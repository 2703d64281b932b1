pub mod api;
pub mod relay;

pub use api::ApiClient;
pub use relay::{DisabledRelay, RelayFrame, RelayMessage, WsRelay};
use super::event::VoteEvent;

/// Votes waiting for the next flush.
#[derive(Debug, Default)]
pub struct VoteQueue {
    pending: Vec<VoteEvent>,
}

impl VoteQueue {
    pub fn new() -> Self {
        Self::default()
    }

    pub fn push(&mut self, event: VoteEvent) {
        self.pending.push(event);
    }

    pub fn len(&self) -> usize {
        self.pending.len()
    }

    pub fn is_empty(&self) -> bool {
        self.pending.is_empty()
    }

    /// Hands the whole queue over and leaves it empty.
    pub fn take_batch(&mut self) -> Vec<VoteEvent> {
        std::mem::take(&mut self.pending)
    }
}
use std::collections::HashMap;

use super::event::TelemetryEvent;

#[derive(Debug, Clone, Default, PartialEq)]
pub struct DeliveryStats {
    pub votes: u64,
    pub max_combo: u32,
    pub combo_resets: u64,
    pub batches: u64,
    /// Votes handed to the batch endpoint, whatever the outcome.
    pub batched_votes: u64,
    pub fallbacks: u64,
    /// Votes accepted by either endpoint.
    pub delivered: u64,
    pub lost: u64,
    pub avg_batch_size: f64,
    /// Filled in by the reactor; telemetry itself does not see the queue.
    pub pending: usize,
    pub votes_by_extension: HashMap<String, u64>,
}

impl DeliveryStats {
    /// Folds one event into the session totals.
    pub fn apply(&mut self, event: &TelemetryEvent) {
        match event {
            TelemetryEvent::VoteRegistered { extension_id, combo } => {
                self.votes += 1;
                self.max_combo = self.max_combo.max(*combo);
                *self.votes_by_extension.entry(extension_id.clone()).or_insert(0) += 1;
            }
            TelemetryEvent::ComboReset { .. } => self.combo_resets += 1,
            TelemetryEvent::BatchDelivered { size } => {
                self.batches += 1;
                self.delivered += *size as u64;
                self.batched_votes += *size as u64;
            }
            TelemetryEvent::BatchFallback { size } => {
                self.batches += 1;
                self.fallbacks += 1;
                self.batched_votes += *size as u64;
            }
            TelemetryEvent::SingleDelivered => self.delivered += 1,
            TelemetryEvent::SingleFailed => self.lost += 1,
        }

        if self.batches > 0 {
            self.avg_batch_size = self.batched_votes as f64 / self.batches as f64;
        }
    }
}
use serde::{Deserialize, Serialize};

#[derive(Debug, Clone, PartialEq, Eq, Serialize, Deserialize)]
pub enum TelemetryEvent {
    VoteRegistered {
        extension_id: String,
        combo: u32,
    },

    /// Idle timer dropped the combo counter back to zero.
    ComboReset {
        peak: u32,
    },

    BatchDelivered {
        size: usize,
    },

    BatchFallback {
        size: usize,
    },

    SingleDelivered,

    SingleFailed,
}
use super::event::TelemetryEvent;
use super::metrics::DeliveryStats;
use crate::kernel::vote::DeliveryReport;

/// Running totals for one vote session. Every event is folded in as it is
/// recorded, so totals stay exact however long the session runs.
#[derive(Debug, Default)]
pub struct TelemetryRecorder {
    totals: DeliveryStats,
}

impl TelemetryRecorder {
    pub fn new() -> Self {
        Self::default()
    }

    pub fn record(&mut self, event: TelemetryEvent) {
        self.totals.apply(&event);
    }

    /// Expands one delivery outcome into per-path events.
    pub fn record_delivery(&mut self, report: &DeliveryReport) {
        if report.fell_back() {
            self.record(TelemetryEvent::BatchFallback { size: report.batch_size });
            for _ in 0..report.delivered {
                self.record(TelemetryEvent::SingleDelivered);
            }
            for _ in 0..report.lost.len() {
                self.record(TelemetryEvent::SingleFailed);
            }
        } else {
            self.record(TelemetryEvent::BatchDelivered { size: report.batch_size });
        }
    }

    pub fn snapshot(&self) -> DeliveryStats {
        self.totals.clone()
    }
}
use planetvote::error::CatalogError;
use planetvote::kernel::catalog::{self, extension_id, BundleId, BUNDLE_COUNT};
use std::collections::HashSet;

#[test]
fn test_catalog_shape() {
    let bundles = catalog::bundles();
    assert_eq!(bundles.len(), BUNDLE_COUNT);

    for (index, bundle) in bundles.iter().enumerate() {
        assert_eq!(bundle.id as usize, index + 1);
        assert_eq!(bundle.extensions.len(), 3);
        assert!(!bundle.name.is_empty());
        assert!(!bundle.emoji.is_empty());
        for extension in &bundle.extensions {
            assert!(!extension.name.is_empty());
            assert!(!extension.id().is_empty());
        }
    }
}

#[test]
fn test_lookup_by_id() {
    for id in 1..=8 {
        assert_eq!(catalog::lookup(id).unwrap().id, id);
    }

    assert_eq!(catalog::lookup(0).unwrap_err(), CatalogError::UnknownBundle(0));
    assert_eq!(catalog::lookup(9).unwrap_err(), CatalogError::UnknownBundle(9));
}

#[test]
fn test_bundle_id_bounds() {
    assert!(BundleId::new(0).is_err());
    assert!(BundleId::new(9).is_err());
    assert_eq!(BundleId::try_from(4).unwrap().index(), 3);
    assert_eq!(BundleId::all().map(u8::from).collect::<Vec<_>>(), (1..=8).collect::<Vec<_>>());

    assert_eq!(serde_json::from_str::<BundleId>("3").unwrap().get(), 3);
    assert!(serde_json::from_str::<BundleId>("9").is_err());
}

#[test]
fn test_extension_id_table() {
    assert_eq!(extension_id("Azure Machine Learning"), "azure-ml");
    assert_eq!(extension_id("GitHub Copilot"), "github-copilot");
    assert_eq!(extension_id("Synthwave '84 Theme"), "synthwave-theme");
}

#[test]
fn test_extension_id_fallback() {
    assert_eq!(extension_id("Bracket Pair Colorizer"), "bracket-pair-colorizer");
    assert_eq!(extension_id("Error   Lens"), "error-lens");
    assert_eq!(extension_id(" Foo Bar"), "-foo-bar");
    assert_eq!(extension_id("Foo\tBar \n"), "foo-bar-");
    assert_eq!(extension_id("Prettier"), "prettier");
}

#[test]
fn test_distinct_extensions_have_unique_ids() {
    let extensions = catalog::distinct_extensions();
    let ids: HashSet<String> = extensions.iter().map(|e| e.id()).collect();
    assert_eq!(ids.len(), extensions.len());

    let total: usize = catalog::bundles().iter().map(|b| b.extensions.len()).sum();
    assert!(extensions.len() < total, "Copilot appears in several bundles");
}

→ **Work task**:
Repeat verbatim the opening run of entries, ending with the line that contains "by either endpoint.".

→ **Answer for the task**:
repository 2703d64281b932b1
pub mod api;
pub mod relay;

pub use api::ApiClient;
pub use relay::{DisabledRelay, RelayFrame, RelayMessage, WsRelay};
use super::event::VoteEvent;

/// Votes waiting for the next flush.
#[derive(Debug, Default)]
pub struct VoteQueue {
    pending: Vec<VoteEvent>,
}

impl VoteQueue {
    pub fn new() -> Self {
        Self::default()
    }

    pub fn push(&mut self, event: VoteEvent) {
        self.pending.push(event);
    }

    pub fn len(&self) -> usize {
        self.pending.len()
    }

    pub fn is_empty(&self) -> bool {
        self.pending.is_empty()
    }

    /// Hands the whole queue over and leaves it empty.
    pub fn take_batch(&mut self) -> Vec<VoteEvent> {
        std::mem::take(&mut self.pending)
    }
}
use std::collections::HashMap;

use super::event::TelemetryEvent;

#[derive(Debug, Clone, Default, PartialEq)]
pub struct DeliveryStats {
    pub votes: u64,
    pub max_combo: u32,
    pub combo_resets: u64,
    pub batches: u64,
    /// Votes handed to the batch endpoint, whatever the outcome.
    pub batched_votes: u64,
    pub fallbacks: u64,
    /// Votes accepted by either endpoint.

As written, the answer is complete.